Stories of Your Life and Others
- Author: Ted Chiang
- Original title: Stories of Your Life and Others
- Language: English
- Genre: Science fiction, Fantasy
- Publisher: Tor Books
- Publication date: July 2002
- Publication place: United States
- Media type: Print (hardcover)
- Pages: 333 pp (first edition, hardback)
- ISBN: 0-7653-0418-X (first edition, hardback)
- Dewey Decimal: 813/.6

= Stories of Your Life and Others =

2002 short story collection by Ted Chiang

Stories of Your Life and Others is a collection of science fiction and fantasy short stories by American writer Ted Chiang published in 2002 by Tor Books. It collects Chiang's first eight stories. All of the stories except "Liking What You See: A Documentary" were previously published individually elsewhere.
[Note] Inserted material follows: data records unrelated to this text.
#![forbid(unsafe_code)]

//! `<KeyInfo>`: key names, inline public keys and `<RetrievalMethod>`.

use crate::secure::SecurePolicy;
use domsig_core::{ns, Error};
use domsig_keys::keyvalue::{parse_key_value, parse_key_value_content, write_key_value};
use domsig_keys::Key;
use domsig_transforms::{chain, uri, Transform, TransformData, TransformEnv};
use domsig_xml::document::{element_children, find_child_element, text_content};
use domsig_xml::writer::qualify;
use domsig_xml::XmlWriter;
use roxmltree::{Node, NodeId};
use std::collections::HashSet;

#[derive(Debug, Clone, Default)]
pub struct KeyInfo {
    pub id: Option<String>,
    pub items: Vec<KeyInfoItem>,
}

#[derive(Debug, Clone)]
pub enum KeyInfoItem {
    KeyName(String),
    KeyValue(Key),
    RetrievalMethod(RetrievalMethod),
    /// Any other child, kept as written.
    Raw(String),
}

/// What a `<RetrievalMethod>` pointed at once resolved.
#[derive(Debug, Clone)]
pub enum Retrieved {
    Key(Key),
    KeyName(String),
}

#[derive(Debug, Clone)]
pub struct RetrievalMethod {
    pub uri: String,
    pub ret_type: Option<String>,
    pub transforms: Vec<Transform>,
    /// Filled in by [`KeyInfo::resolve_retrieval_methods`].
    resolved: Option<Retrieved>,
}

impl KeyInfo {
    pub fn new() -> Self {
        Self::default()
    }

    pub fn with_id(mut self, id: impl Into<String>) -> Self {
        self.id = Some(id.into());
        self
    }

    pub fn with_key_name(mut self, name: impl Into<String>) -> Self {
        self.items.push(KeyInfoItem::KeyName(name.into()));
        self
    }

    /// Add the public part of `key` as a `<KeyValue>`.
    pub fn with_key_value(mut self, key: &Key) -> Self {
        self.items.push(KeyInfoItem::KeyValue(key.public_only()));
        self
    }

    pub fn with_retrieval_method(mut self, method: RetrievalMethod) -> Self {
        self.items.push(KeyInfoItem::RetrievalMethod(method));
        self
    }

    /// Key names, direct and retrieved, in document order.
    pub fn key_names(&self) -> impl Iterator<Item = &str> {
        self.items.iter().filter_map(|item| match item {
            KeyInfoItem::KeyName(name) => Some(name.as_str()),
            KeyInfoItem::RetrievalMethod(rm) => match rm.resolved() {
                Some(Retrieved::KeyName(name)) => Some(name.as_str()),
                _ => None,
            },
            _ => None,
        })
    }

    /// Inline and retrieved public keys, in document order.
    pub fn key_values(&self) -> impl Iterator<Item = &Key> {
        self.items.iter().filter_map(|item| match item {
            KeyInfoItem::KeyValue(key) => Some(key),
            KeyInfoItem::RetrievalMethod(rm) => match rm.resolved() {
                Some(Retrieved::Key(key)) => Some(key),
                _ => None,
            },
            _ => None,
        })
    }

    pub fn from_node(node: Node<'_, '_>) -> Result<Self, Error> {
        let mut key_info = KeyInfo {
            id: node.attribute(ns::attr::ID).map(str::to_owned),
            items: Vec::new(),
        };
        for child in element_children(node) {
            let item = match (child.tag_name().namespace(), child.tag_name().name()) {
                (Some(ns::DSIG), ns::node::KEY_NAME) => {
                    KeyInfoItem::KeyName(text_content(child).trim().to_owned())
                }
                (Some(ns::DSIG), ns::node::KEY_VALUE) => match parse_key_value(child) {
                    Ok(key) => KeyInfoItem::KeyValue(key),
                    Err(Error::UnsupportedAlgorithm(kind)) => {
                        tracing::debug!(%kind, "keeping unsupported KeyValue as raw XML");
                        KeyInfoItem::Raw(source_of(child)?)
                    }
                    Err(e) => return Err(e),
                },
                (Some(ns::DSIG), ns::node::RETRIEVAL_METHOD) => {
                    KeyInfoItem::RetrievalMethod(RetrievalMethod::from_node(child)?)
                }
                _ => KeyInfoItem::Raw(source_of(child)?),
            };
            key_info.items.push(item);
        }
        Ok(key_info)
    }

    pub fn marshal(&self, w: &mut XmlWriter, prefix: &str) -> Result<(), Error> {
        let qname = qualify(prefix, ns::node::KEY_INFO);
        let mut attrs = Vec::new();
        if let Some(id) = &self.id {
            attrs.push((ns::attr::ID, id.as_str()));
        }
        w.start_element(&qname, &attrs)?;
        for item in &self.items {
            match item {
                KeyInfoItem::KeyName(name) => {
                    w.text_element(&qualify(prefix, ns::node::KEY_NAME), &[], name)?
                }
                KeyInfoItem::KeyValue(key) => write_key_value(w, prefix, key)?,
                KeyInfoItem::RetrievalMethod(rm) => rm.marshal(w, prefix)?,
                KeyInfoItem::Raw(markup) => w.write_raw(markup)?,
            }
        }
        w.end_element(&qname)
    }

    /// Resolve every `<RetrievalMethod>` against the document holding the
    /// signature. `node` is this KeyInfo's element in `doc`, which must be
    /// the parse of `env.document`.
    pub fn resolve_retrieval_methods(
        &mut self,
        node: Node<'_, '_>,
        env: &TransformEnv<'_>,
        policy: Option<&SecurePolicy>,
    ) -> Result<(), Error> {
        for (item, child) in self.items.iter_mut().zip(element_children(node)) {
            if let KeyInfoItem::RetrievalMethod(rm) = item {
                if rm.resolved.is_none() {
                    let mut visited = HashSet::new();
                    let found = rm.retrieve(child.id(), env, policy, &mut visited)?;
                    rm.resolved = Some(found);
                }
            }
        }
        Ok(())
    }
}

// ── RetrievalMethod ──────────────────────────────────────────────────

impl RetrievalMethod {
    pub fn new(uri: impl Into<String>) -> Self {
        Self {
            uri: uri.into(),
            ret_type: None,
            transforms: Vec::new(),
            resolved: None,
        }
    }

    pub fn with_type(mut self, ret_type: impl Into<String>) -> Self {
        self.ret_type = Some(ret_type.into());
        self
    }

    pub fn with_transform(mut self, transform: Transform) -> Self {
        self.transforms.push(transform);
        self
    }

    pub fn resolved(&self) -> Option<&Retrieved> {
        self.resolved.as_ref()
    }

    pub fn from_node(node: Node<'_, '_>) -> Result<Self, Error> {
        let uri = node
            .attribute(ns::attr::URI)
            .ok_or_else(|| Error::MissingAttribute("URI on RetrievalMethod".into()))?;
        let transforms = match find_child_element(node, ns::DSIG, ns::node::TRANSFORMS) {
            Some(list) => element_children(list)
                .map(Transform::from_node)
                .collect::<Result<_, _>>()?,
            None => Vec::new(),
        };
        Ok(Self {
            uri: uri.to_owned(),
            ret_type: node.attribute(ns::attr::TYPE).map(str::to_owned),
            transforms,
            resolved: None,
        })
    }

    pub fn marshal(&self, w: &mut XmlWriter, prefix: &str) -> Result<(), Error> {
        let qname = qualify(prefix, ns::node::RETRIEVAL_METHOD);
        let mut attrs = vec![(ns::attr::URI, self.uri.as_str())];
        if let Some(t) = &self.ret_type {
            attrs.push((ns::attr::TYPE, t.as_str()));
        }
        if self.transforms.is_empty() {
            return w.empty_element(&qname, &attrs);
        }
        w.start_element(&qname, &attrs)?;
        let list = qualify(prefix, ns::node::TRANSFORMS);
        w.start_element(&list, &[])?;
        for transform in &self.transforms {
            transform.marshal(w, prefix)?;
        }
        w.end_element(&list)?;
        w.end_element(&qname)
    }

    /// Dereference, transform and interpret the target. `element` is this
    /// RetrievalMethod's node in the document being dereferenced.
    fn retrieve(
        &self,
        element: NodeId,
        env: &TransformEnv<'_>,
        policy: Option<&SecurePolicy>,
        visited: &mut HashSet<String>,
    ) -> Result<Retrieved, Error> {
        if !visited.insert(self.uri.clone()) {
            return Err(Error::SecureValidation(format!(
                "RetrievalMethod loop through {}",
                self.uri
            )));
        }
        let mut local = env.clone();
        local.transforms_owner = Some(element.get_usize());
        let data = uri::dereference(&self.uri, &local)?;
        let data = chain::apply(&self.transforms, data, &local, 0)?;
        tracing::debug!(uri = %self.uri, "resolved RetrievalMethod");

        let (xml, root) = match &data {
            TransformData::Subtree { xml, root, .. } => (xml.clone(), Some(*root)),
            TransformData::NodeSet { xml, nodes } => (xml.clone(), nodes.indices().next()),
            TransformData::Octets(bytes) => {
                let text = domsig_xml::bytes_to_xml_text(bytes)?;
                (text.into(), Some(0))
            }
        };
        let doc = domsig_xml::parse(&xml)?;
        let target = root
            .and_then(|idx| u32::try_from(idx).ok())
            .and_then(|idx| doc.get_node(NodeId::new(idx)))
            .and_then(first_element)
            .ok_or_else(|| {
                Error::KeyNotFound(format!("RetrievalMethod {} selects no element", self.uri))
            })?;

        match (target.tag_name().namespace(), target.tag_name().name()) {
            (Some(ns::DSIG), ns::node::RETRIEVAL_METHOD) => {
                if policy.is_some_and(|p| p.forbid_retrieval_method_chains) {
                    tracing::warn!(uri = %self.uri, "RetrievalMethod points at another RetrievalMethod");
                    return Err(Error::SecureValidation(format!(
                        "RetrievalMethod {} points at another RetrievalMethod",
                        self.uri
                    )));
                }
                let next = RetrievalMethod::from_node(target)?;
                let mut next_env = env.clone();
                next_env.document = Some(xml.clone());
                next.retrieve(target.id(), &next_env, policy, visited)
            }
            (Some(ns::DSIG), ns::node::KEY_VALUE) => Ok(Retrieved::Key(parse_key_value(target)?)),
            (Some(ns::DSIG), ns::node::KEY_NAME) => {
                Ok(Retrieved::KeyName(text_content(target).trim().to_owned()))
            }
            _ => parse_key_value_content(target).map(Retrieved::Key),
        }
    }
}

/// `node` itself when it is an element, else its first element child
/// (for document roots).
fn first_element<'a, 'i>(node: Node<'a, 'i>) -> Option<Node<'a, 'i>> {
    if node.is_element() {
        Some(node)
    } else {
        element_children(node).next()
    }
}

fn source_of(node: Node<'_, '_>) -> Result<String, Error> {
    node.document()
        .input_text()
        .get(node.range())
        .map(str::to_owned)
        .ok_or_else(|| Error::Marshal(format!("{} range out of bounds", node.tag_name().name())))
}

/// Locate the KeyInfo element under a parsed Signature element.
pub(crate) fn key_info_element<'a, 'i>(signature: Node<'a, 'i>) -> Option<Node<'a, 'i>> {
    find_child_element(signature, ns::DSIG, ns::node::KEY_INFO)
}
#![forbid(unsafe_code)]

//! NodeSet type for canonicalization and transforms.
//!
//! A `NodeSet` is a set of tree nodes (root, elements, text, comments and
//! processing instructions) identified by their roxmltree `NodeId` index.
//! Attribute and namespace nodes are not tracked separately: they are
//! rendered whenever their owner element is in the set.
//!
//! roxmltree assigns node ids in document order, so iterating the set
//! yields nodes in document order.

use roxmltree::{Document, Node, NodeId};
use std::collections::BTreeSet;

/// A set of document nodes identified by `NodeId` index.
#[derive(Debug, Clone, Default, PartialEq, Eq)]
pub struct NodeSet {
    nodes: BTreeSet<usize>,
}

impl NodeSet {
    /// Create an empty node set.
    pub fn new() -> Self {
        Self::default()
    }

    /// Every node of the document, including the root node.
    pub fn all(doc: &Document<'_>, with_comments: bool) -> Self {
        Self::tree(doc.root(), with_comments)
    }

    /// The subtree rooted at `root`, optionally skipping comment nodes.
    pub fn tree(root: Node<'_, '_>, with_comments: bool) -> Self {
        let nodes = root
            .descendants()
            .filter(|n| with_comments || !n.is_comment())
            .map(|n| n.id().get_usize())
            .collect();
        Self { nodes }
    }

    pub fn contains(&self, node: Node<'_, '_>) -> bool {
        self.nodes.contains(&node.id().get_usize())
    }

    pub fn contains_index(&self, index: usize) -> bool {
        self.nodes.contains(&index)
    }

    pub fn insert(&mut self, node: Node<'_, '_>) {
        self.nodes.insert(node.id().get_usize());
    }

    pub fn remove(&mut self, node: Node<'_, '_>) {
        self.nodes.remove(&node.id().get_usize());
    }

    /// Remove `root` and all of its descendants.
    pub fn remove_subtree(&mut self, root: Node<'_, '_>) {
        for n in root.descendants() {
            self.nodes.remove(&n.id().get_usize());
        }
    }

    /// Add `root` and all of its descendants.
    pub fn insert_subtree(&mut self, root: Node<'_, '_>) {
        for n in root.descendants() {
            self.nodes.insert(n.id().get_usize());
        }
    }

    pub fn intersection(&self, other: &NodeSet) -> NodeSet {
        NodeSet {
            nodes: self.nodes.intersection(&other.nodes).copied().collect(),
        }
    }

    pub fn union(&self, other: &NodeSet) -> NodeSet {
        NodeSet {
            nodes: self.nodes.union(&other.nodes).copied().collect(),
        }
    }

    /// Compute `self - other`.
    pub fn subtract(&self, other: &NodeSet) -> NodeSet {
        NodeSet {
            nodes: self.nodes.difference(&other.nodes).copied().collect(),
        }
    }

    pub fn is_empty(&self) -> bool {
        self.nodes.is_empty()
    }

    pub fn len(&self) -> usize {
        self.nodes.len()
    }

    /// Node indices in document order.
    pub fn indices(&self) -> impl Iterator<Item = usize> + '_ {
        self.nodes.iter().copied()
    }

    /// Resolve the set against `doc`, in document order.
    pub fn nodes<'a, 'input>(&self, doc: &'a Document<'input>) -> Vec<Node<'a, 'input>> {
        self.nodes
            .iter()
            .filter_map(|idx| u32::try_from(*idx).ok())
            .filter_map(|idx| doc.get_node(NodeId::new(idx)))
            .collect()
    }
}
The collection won the Locus Award for Best Collection in 2003.

It was reprinted in 2016 as Arrival to coincide with the adaptation of "Story of Your Life" as the film Arrival. Chiang's second collection, Exhalation: Stories was released in 2019.

==Contents==
- "Tower of Babylon" (originally published in Omni, November 1990) (Nebula Award winner)
- "Understand" (originally published in Asimov's, August 1991)
- "Division by Zero" (originally published in Full Spectrum 3, June 1991)
- "Story of Your Life" (originally published in Starlight 2, November 1998) (Nebula Award and Theodore Sturgeon Memorial Award winner)
- "Seventy-Two Letters" (originally published in Vanishing Acts, June 2000) (Sidewise Award winner)
- "The Evolution of Human Science" (originally published as "Catching Crumbs from the Table" in Nature, June 2000)
- "Hell Is the Absence of God" (originally published in Starlight 3, July 2001) (Hugo Award, Locus Award and Nebula Award winner)
- "Liking What You See: A Documentary"
- "Story Notes" (story collection essay)

==Reception==
Reviewing the book at the SF Site, Greg L. Johnson said that this collection shows why Chiang's stories continue to win awards. Johnson wrote that "it will not take readers new to these stories very long to appreciate their quality and beauty". He added that science fiction relies on short fiction writers to "examine new ideas and push the boundaries of the field", and Chiang has demonstrated he is "more than up to that task".

English fantasy author China Miéville wrote in a review in The Guardian that Chiang's stories in this collection "unfold with a logic that is ineluctable and compassionate". Here "humanism is inextricable from rationalism", and "it is the rationalism of the characters – and the writer – that makes them emotional and human". Miéville further said that despite the extensive use of mathematics, physics and language in the stories, they are infused with a "profound humanism" that makes "the most abstruse philosophical conjectures ... resonant and emotional".

The Guardian ranked Stories of Your Life and Others No. 80 in its list of 100 Best Books of the 21st Century.